If a line in the entries below includes the string "state", copy it out.

○ ○ ○ ○ ○ ○ ○

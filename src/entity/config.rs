//! Per-identity runtime configuration.
//!
//! An [`EntityConfig`] bundles a (transient, never persisted) appearance
//! store with the pair of physics simulators and the decoded-snapshot cache.
//! Durable players wrap one of these in
//! [`PlayerConfig`](crate::entity::player::PlayerConfig).

use uuid::Uuid;

use crate::config::character::{self, keys};
use crate::config::{ConfigStore, Gender};
use crate::entity::breasts::Breasts;
use crate::entity::snapshot::BreastSnapshot;
use crate::physics::BreastPhysics;

/// Decoded bust sizes at or above this imply the has-breasts gender state
/// when reading item snapshots. A heuristic carried over from the snapshot
/// wire format, which stores no explicit gender.
pub const BREAST_SIZE_THRESHOLD: f32 = 0.02;

pub struct EntityConfig {
    uuid: Uuid,
    store: ConfigStore,
    left_physics: BreastPhysics,
    right_physics: BreastPhysics,
    jacket_layer: bool,
    /// Raw bytes of the last snapshot applied, kept so repeated per-frame
    /// calls with unchanged item data skip the decode entirely.
    snapshot_token: Option<Vec<u8>>,
}

impl EntityConfig {
    /// Transient config for a non-player entity.
    pub fn new(uuid: Uuid) -> Self {
        Self::with_store(uuid, character::ephemeral())
    }

    pub(crate) fn with_store(uuid: Uuid, store: ConfigStore) -> Self {
        Self {
            uuid,
            store,
            left_physics: BreastPhysics::new(),
            right_physics: BreastPhysics::new(),
            jacket_layer: true,
            snapshot_token: None,
        }
    }

    pub fn uuid(&self) -> Uuid {
        self.uuid
    }

    pub fn store(&self) -> &ConfigStore {
        &self.store
    }

    pub fn store_mut(&mut self) -> &mut ConfigStore {
        &mut self.store
    }

    pub fn gender(&self) -> Gender {
        self.store.get(&keys::GENDER)
    }

    pub fn bust_size(&self) -> f32 {
        self.store.get(&keys::BUST_SIZE)
    }

    pub fn breasts(&self) -> Breasts {
        Breasts::from_store(&self.store)
    }

    pub fn has_breast_physics(&self) -> bool {
        self.store.get(&keys::BREAST_PHYSICS)
    }

    /// Fixed for non-player entities; players read their key instead.
    pub fn armor_physics_override(&self) -> bool {
        false
    }

    /// Fixed for non-player entities; players read their key instead.
    pub fn show_in_armor(&self) -> bool {
        true
    }

    pub fn bounce_multiplier(&self) -> f32 {
        self.store.get(&keys::BOUNCE_MULTIPLIER)
    }

    pub fn floppiness(&self) -> f32 {
        self.store.get(&keys::FLOPPY_MULTIPLIER)
    }

    pub fn voice_pitch(&self) -> f32 {
        self.store.get(&keys::VOICE_PITCH)
    }

    /// Whether the entity wearing this config shows its jacket layer. Only
    /// meaningful for snapshot-driven entities such as armor stands.
    pub fn jacket_layer(&self) -> bool {
        self.jacket_layer
    }

    /// Copy appearance settings from externally supplied item bytes onto
    /// this entity.
    ///
    /// Byte-identical input to the last applied snapshot is a no-op. Absent
    /// or empty input resets to the no-breasts state and disables physics.
    pub fn read_from_snapshot(&mut self, bytes: Option<&[u8]>) {
        let Some(bytes) = bytes.filter(|b| !b.is_empty()) else {
            self.snapshot_token = None;
            let _ = self.store.set(&keys::GENDER, Gender::Male);
            let _ = self.store.set(&keys::BREAST_PHYSICS, false);
            self.left_physics.reset();
            self.right_physics.reset();
            return;
        };
        if self.snapshot_token.as_deref() == Some(bytes) {
            // Nothing changed since we last looked at this item; skip the
            // decode.
            return;
        }
        let Some(snapshot) = BreastSnapshot::decode(bytes) else {
            self.snapshot_token = None;
            let _ = self.store.set(&keys::GENDER, Gender::Male);
            return;
        };
        self.snapshot_token = Some(bytes.to_vec());
        let _ = self.store.set(&keys::BREAST_PHYSICS, false);
        let _ = self.store.set(&keys::BUST_SIZE, snapshot.breast_size);
        let gender = if snapshot.breast_size >= BREAST_SIZE_THRESHOLD {
            Gender::Female
        } else {
            Gender::Male
        };
        let _ = self.store.set(&keys::GENDER, gender);
        let _ = self
            .store
            .set(&keys::BREASTS_CLEAVAGE, snapshot.cleavage);
        Breasts::update_offsets(&mut self.store, snapshot.offsets);
        self.jacket_layer = snapshot.jacket;
    }

    /// Advance both simulators one tick toward the entity's current motion
    /// target. Call once per render/update tick.
    pub fn tick_physics(&mut self, motion: f32) {
        if !self.has_breast_physics() {
            self.left_physics.reset();
            self.right_physics.reset();
            return;
        }
        let bounce = self.bounce_multiplier();
        let floppiness = self.floppiness();
        self.left_physics.update(motion, bounce, floppiness);
        self.right_physics.update(motion, bounce, floppiness);
    }

    pub fn left_physics(&self) -> &BreastPhysics {
        &self.left_physics
    }

    pub fn right_physics(&self) -> &BreastPhysics {
        &self.right_physics
    }
}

○ ○ ○ ○ ○ ○ ○

Exercise solution:
/// Decoded bust sizes at or above this imply the has-breasts gender state
    /// or empty input resets to the no-breasts state and disables physics.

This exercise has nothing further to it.